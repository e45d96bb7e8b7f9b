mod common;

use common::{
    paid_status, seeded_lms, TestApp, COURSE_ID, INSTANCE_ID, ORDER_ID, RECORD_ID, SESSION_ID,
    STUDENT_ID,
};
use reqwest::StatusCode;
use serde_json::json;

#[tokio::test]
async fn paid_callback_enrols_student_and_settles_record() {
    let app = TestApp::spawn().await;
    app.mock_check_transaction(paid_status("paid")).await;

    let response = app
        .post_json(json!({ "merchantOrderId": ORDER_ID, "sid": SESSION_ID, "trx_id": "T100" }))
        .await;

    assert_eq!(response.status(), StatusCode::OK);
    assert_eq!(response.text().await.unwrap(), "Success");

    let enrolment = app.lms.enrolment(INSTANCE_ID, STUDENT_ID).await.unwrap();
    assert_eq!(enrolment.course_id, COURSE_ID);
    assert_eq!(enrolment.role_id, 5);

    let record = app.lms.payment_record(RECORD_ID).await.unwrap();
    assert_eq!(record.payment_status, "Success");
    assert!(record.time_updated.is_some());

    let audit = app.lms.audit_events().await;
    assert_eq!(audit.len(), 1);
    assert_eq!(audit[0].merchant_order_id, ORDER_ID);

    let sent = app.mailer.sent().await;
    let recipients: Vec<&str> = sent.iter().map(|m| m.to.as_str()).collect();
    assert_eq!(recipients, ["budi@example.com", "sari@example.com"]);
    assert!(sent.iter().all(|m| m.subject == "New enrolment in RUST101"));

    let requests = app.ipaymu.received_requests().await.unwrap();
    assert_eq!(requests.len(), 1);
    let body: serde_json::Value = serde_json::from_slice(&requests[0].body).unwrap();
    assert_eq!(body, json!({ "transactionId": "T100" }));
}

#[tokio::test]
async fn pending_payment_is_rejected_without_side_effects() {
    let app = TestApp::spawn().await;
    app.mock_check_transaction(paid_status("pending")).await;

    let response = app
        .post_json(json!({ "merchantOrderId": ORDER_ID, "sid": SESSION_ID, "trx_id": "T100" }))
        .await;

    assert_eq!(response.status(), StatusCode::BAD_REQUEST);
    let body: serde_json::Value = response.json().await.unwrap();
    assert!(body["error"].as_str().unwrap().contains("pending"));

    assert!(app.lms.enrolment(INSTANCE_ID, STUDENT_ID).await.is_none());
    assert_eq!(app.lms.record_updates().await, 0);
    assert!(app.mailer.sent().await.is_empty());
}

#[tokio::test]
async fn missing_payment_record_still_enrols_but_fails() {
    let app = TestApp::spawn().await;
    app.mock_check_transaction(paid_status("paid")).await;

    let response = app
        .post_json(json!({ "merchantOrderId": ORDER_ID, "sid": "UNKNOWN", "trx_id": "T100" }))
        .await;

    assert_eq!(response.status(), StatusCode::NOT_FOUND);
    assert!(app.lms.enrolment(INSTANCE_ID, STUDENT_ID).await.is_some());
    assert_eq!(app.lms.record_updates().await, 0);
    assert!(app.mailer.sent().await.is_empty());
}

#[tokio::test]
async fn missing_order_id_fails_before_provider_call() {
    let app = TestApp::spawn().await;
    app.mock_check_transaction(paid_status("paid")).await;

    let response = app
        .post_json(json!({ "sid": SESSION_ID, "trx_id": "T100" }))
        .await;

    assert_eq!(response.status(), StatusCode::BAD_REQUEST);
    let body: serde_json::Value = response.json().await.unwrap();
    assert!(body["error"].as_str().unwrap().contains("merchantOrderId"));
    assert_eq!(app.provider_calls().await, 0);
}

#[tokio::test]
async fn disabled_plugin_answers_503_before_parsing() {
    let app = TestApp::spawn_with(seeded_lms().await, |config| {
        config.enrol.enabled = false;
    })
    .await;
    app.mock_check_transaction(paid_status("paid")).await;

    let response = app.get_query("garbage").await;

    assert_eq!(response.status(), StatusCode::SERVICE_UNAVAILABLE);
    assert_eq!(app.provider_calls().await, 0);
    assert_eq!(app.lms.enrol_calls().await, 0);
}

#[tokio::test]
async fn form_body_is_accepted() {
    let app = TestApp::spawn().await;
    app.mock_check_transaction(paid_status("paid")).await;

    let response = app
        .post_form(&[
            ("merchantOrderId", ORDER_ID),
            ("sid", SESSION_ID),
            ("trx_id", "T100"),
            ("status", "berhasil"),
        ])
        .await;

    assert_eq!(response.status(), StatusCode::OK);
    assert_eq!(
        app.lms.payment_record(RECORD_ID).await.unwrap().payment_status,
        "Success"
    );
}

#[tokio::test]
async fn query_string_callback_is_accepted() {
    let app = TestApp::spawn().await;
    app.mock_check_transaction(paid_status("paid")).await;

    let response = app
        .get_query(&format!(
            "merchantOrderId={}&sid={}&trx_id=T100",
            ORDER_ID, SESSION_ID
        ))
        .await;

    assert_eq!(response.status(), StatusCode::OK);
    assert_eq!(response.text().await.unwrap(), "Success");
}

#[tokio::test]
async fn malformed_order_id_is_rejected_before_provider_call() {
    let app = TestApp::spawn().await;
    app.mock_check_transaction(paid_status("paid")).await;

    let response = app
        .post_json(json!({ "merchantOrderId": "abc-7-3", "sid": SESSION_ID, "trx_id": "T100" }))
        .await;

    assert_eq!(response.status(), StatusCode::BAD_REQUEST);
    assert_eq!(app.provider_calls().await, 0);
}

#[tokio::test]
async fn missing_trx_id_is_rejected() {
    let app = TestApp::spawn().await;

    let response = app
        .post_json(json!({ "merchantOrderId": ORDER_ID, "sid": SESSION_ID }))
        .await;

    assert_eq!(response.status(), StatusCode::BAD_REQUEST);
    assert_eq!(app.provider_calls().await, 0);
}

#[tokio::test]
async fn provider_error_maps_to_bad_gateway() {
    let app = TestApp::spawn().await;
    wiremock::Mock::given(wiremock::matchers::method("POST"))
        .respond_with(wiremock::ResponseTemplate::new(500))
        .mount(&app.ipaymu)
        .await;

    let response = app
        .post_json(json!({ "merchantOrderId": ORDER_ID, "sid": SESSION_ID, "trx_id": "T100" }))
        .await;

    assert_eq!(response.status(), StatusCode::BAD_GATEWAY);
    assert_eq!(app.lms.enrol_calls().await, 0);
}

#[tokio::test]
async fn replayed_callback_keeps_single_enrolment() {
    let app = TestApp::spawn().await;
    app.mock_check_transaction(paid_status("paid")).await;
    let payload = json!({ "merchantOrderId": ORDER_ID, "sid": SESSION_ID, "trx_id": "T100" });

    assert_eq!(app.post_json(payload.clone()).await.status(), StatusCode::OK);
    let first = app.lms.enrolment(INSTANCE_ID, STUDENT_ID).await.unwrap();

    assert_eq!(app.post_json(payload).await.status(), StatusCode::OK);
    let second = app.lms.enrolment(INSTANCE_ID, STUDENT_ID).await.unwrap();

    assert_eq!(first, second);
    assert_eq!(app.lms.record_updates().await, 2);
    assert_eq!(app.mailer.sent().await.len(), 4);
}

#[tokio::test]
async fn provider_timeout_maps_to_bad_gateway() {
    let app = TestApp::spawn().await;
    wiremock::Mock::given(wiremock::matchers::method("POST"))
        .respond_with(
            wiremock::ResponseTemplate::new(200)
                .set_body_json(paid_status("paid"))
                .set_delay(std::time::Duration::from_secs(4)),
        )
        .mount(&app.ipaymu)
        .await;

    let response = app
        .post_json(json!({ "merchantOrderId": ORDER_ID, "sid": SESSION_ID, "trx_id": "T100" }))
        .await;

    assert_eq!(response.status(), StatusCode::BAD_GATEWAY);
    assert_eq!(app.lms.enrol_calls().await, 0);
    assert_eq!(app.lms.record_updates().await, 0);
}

**THE TASK**: The first line of the entries above and every line after it, up to and including the line with "let recipients: Vec<&str>", should be set down exactly.

**RESPONSE TO THIS TASK**:
repository e45d96bb7e8b7f9b
mod common;

use common::{
    paid_status, seeded_lms, TestApp, COURSE_ID, INSTANCE_ID, ORDER_ID, RECORD_ID, SESSION_ID,
    STUDENT_ID,
};
use reqwest::StatusCode;
use serde_json::json;

#[tokio::test]
async fn paid_callback_enrols_student_and_settles_record() {
    let app = TestApp::spawn().await;
    app.mock_check_transaction(paid_status("paid")).await;

    let response = app
        .post_json(json!({ "merchantOrderId": ORDER_ID, "sid": SESSION_ID, "trx_id": "T100" }))
        .await;

    assert_eq!(response.status(), StatusCode::OK);
    assert_eq!(response.text().await.unwrap(), "Success");

    let enrolment = app.lms.enrolment(INSTANCE_ID, STUDENT_ID).await.unwrap();
    assert_eq!(enrolment.course_id, COURSE_ID);
    assert_eq!(enrolment.role_id, 5);

    let record = app.lms.payment_record(RECORD_ID).await.unwrap();
    assert_eq!(record.payment_status, "Success");
    assert!(record.time_updated.is_some());

    let audit = app.lms.audit_events().await;
    assert_eq!(audit.len(), 1);
    assert_eq!(audit[0].merchant_order_id, ORDER_ID);

    let sent = app.mailer.sent().await;
    let recipients: Vec<&str> = sent.iter().map(|m| m.to.as_str()).collect();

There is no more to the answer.